[Stored dataset items]
-- Opening Marker --

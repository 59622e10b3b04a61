//! Reducer shared by every entity store
//!
//! Pure: no I/O, no panics. Intents update bookkeeping and declare an
//! [`ApiRequest`]; outcomes merge into the cache. Failures never blank the
//! cache, the previous page stays visible next to the error.

use super::{ApiOp, ApiRequest, Entity, EntityAction, EntityState, RequestId};
use crate::effect::DispatchResult;
use crate::page::{ListQuery, Page, SearchQuery};

type Outcome<T> = DispatchResult<ApiRequest<T>>;

/// Compute the next state of an entity store.
///
/// Returns whether the state changed and the gateway requests to run.
pub fn reduce<T: Entity>(state: &mut EntityState<T>, action: EntityAction<T>) -> Outcome<T> {
    match action {
        // ===== Intents =====
        EntityAction::List(query) => {
            state.pagination.page_index = query.page_index;
            state.pagination.page_size = query.page_size;
            state.search_term = None;
            state.filters = query.filters.clone();
            state.sort = query.sort.clone();
            state.direction = query.direction;
            issue(state, ApiOp::List(query))
        }

        EntityAction::Search(query) => {
            state.pagination.page_index = query.page_index;
            state.pagination.page_size = query.page_size;
            state.search_term = Some(query.term.clone());
            issue(state, ApiOp::Search(query))
        }

        EntityAction::Fetch(id) => issue(state, ApiOp::Get { id }),
        EntityAction::Create(input) => issue(state, ApiOp::Create(input)),
        EntityAction::Update { id, input } => issue(state, ApiOp::Update { id, input }),
        EntityAction::Remove(id) => issue(state, ApiOp::Remove { id }),

        EntityAction::Reload => {
            let page_size = match state.pagination.page_size {
                0 => state.default_page_size(),
                size => size,
            };
            let page_index = state.pagination.page_index;
            let replay = match state.search_term.clone() {
                Some(term) => EntityAction::Search(SearchQuery::new(term, page_index, page_size)),
                None => EntityAction::List(ListQuery {
                    page_index,
                    page_size,
                    sort: state.sort.clone(),
                    direction: state.direction,
                    filters: state.filters.clone(),
                }),
            };
            reduce(state, replay)
        }

        EntityAction::Select(id) => {
            if state.selected_id == id {
                return DispatchResult::unchanged();
            }
            state.select(id);
            DispatchResult::changed()
        }

        EntityAction::Reset => {
            state.reset();
            DispatchResult::changed()
        }

        // ===== Outcomes =====
        EntityAction::ListDidLoad { request, page }
        | EntityAction::SearchDidLoad { request, page } => {
            settle(state, request, |state| replace_page(state, page))
        }

        EntityAction::FetchDidLoad { request, entity } => settle(state, request, |state| {
            state.error = None;
            let id = entity.id().to_string();
            if let Some(slot) = state.items.iter_mut().find(|item| item.id() == id) {
                *slot = entity.clone();
            }
            state.select_entity(entity);
        }),

        EntityAction::CreateDidSucceed { request, entity } => settle(state, request, |state| {
            state.error = None;
            // Keep the page within its size; the server order of the new
            // record is unknown until the next list.
            if state.items.len() < state.pagination.page_size {
                state.items.push(entity.clone());
            }
            state.pagination.total_elements += 1;
            state.pagination.recompute();
            state.select_entity(entity);
        }),

        EntityAction::UpdateDidSucceed { request, entity } => settle(state, request, |state| {
            state.error = None;
            let id = entity.id();
            for item in state.items.iter_mut().filter(|item| item.id() == id) {
                *item = entity.clone();
            }
            if state.selected_id.as_deref() == Some(id) {
                state.selected = Some(entity.clone());
            }
        }),

        EntityAction::RemoveDidSucceed { request, id } => settle(state, request, |state| {
            state.error = None;
            state.items.retain(|item| item.id() != id);
            state.pagination.total_elements = state.pagination.total_elements.saturating_sub(1);
            state.pagination.recompute();
            state.clear_selection_if(&id);
        }),

        EntityAction::ListDidError { request, error }
        | EntityAction::SearchDidError { request, error } => settle(state, request, |state| {
            state.restore_displayed_page();
            state.error = Some(error);
        }),

        EntityAction::FetchDidError { request, error }
        | EntityAction::CreateDidError { request, error }
        | EntityAction::UpdateDidError { request, error }
        | EntityAction::RemoveDidError { request, error } => {
            settle(state, request, |state| state.error = Some(error))
        }
    }
}

fn issue<T: Entity>(state: &mut EntityState<T>, op: ApiOp<T>) -> Outcome<T> {
    let id = state.begin(op.kind());
    DispatchResult::changed_with(ApiRequest { id, op })
}

fn settle<T, F>(state: &mut EntityState<T>, request: RequestId, apply: F) -> Outcome<T>
where
    T: Entity,
    F: FnOnce(&mut EntityState<T>),
{
    let was_in_flight = state.in_flight.remove(&request);
    if !state.accepts(request) {
        // Superseded or from before a reset: only the loading set moves.
        return DispatchResult::from_changed(was_in_flight);
    }
    state.mark_applied(request);
    apply(state);
    DispatchResult::changed()
}

fn replace_page<T: Entity>(state: &mut EntityState<T>, page: Page<T>) {
    let requested_size = state.pagination.page_size;
    state.error = None;
    state.pagination = page.pagination();
    // Page without a size: keep the one the intent asked for
    if state.pagination.page_size == 0 && requested_size > 0 {
        state.pagination.page_size = requested_size;
        state.pagination.recompute();
    }
    state.displayed_page = (state.pagination.page_index, state.pagination.page_size);
    state.items = page.content;
    if let Some(id) = state.selected_id.as_deref() {
        if let Some(fresh) = state.items.iter().find(|item| item.id() == id) {
            state.selected = Some(fresh.clone());
        }
    }
}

-- Closing Marker --

→ Assignment
The expected result is every line above containing the string "cache".

→ Answer to this exercise
//! [`ApiRequest`]; outcomes merge into the cache. Failures never blank the
//! cache, the previous page stays visible next to the error.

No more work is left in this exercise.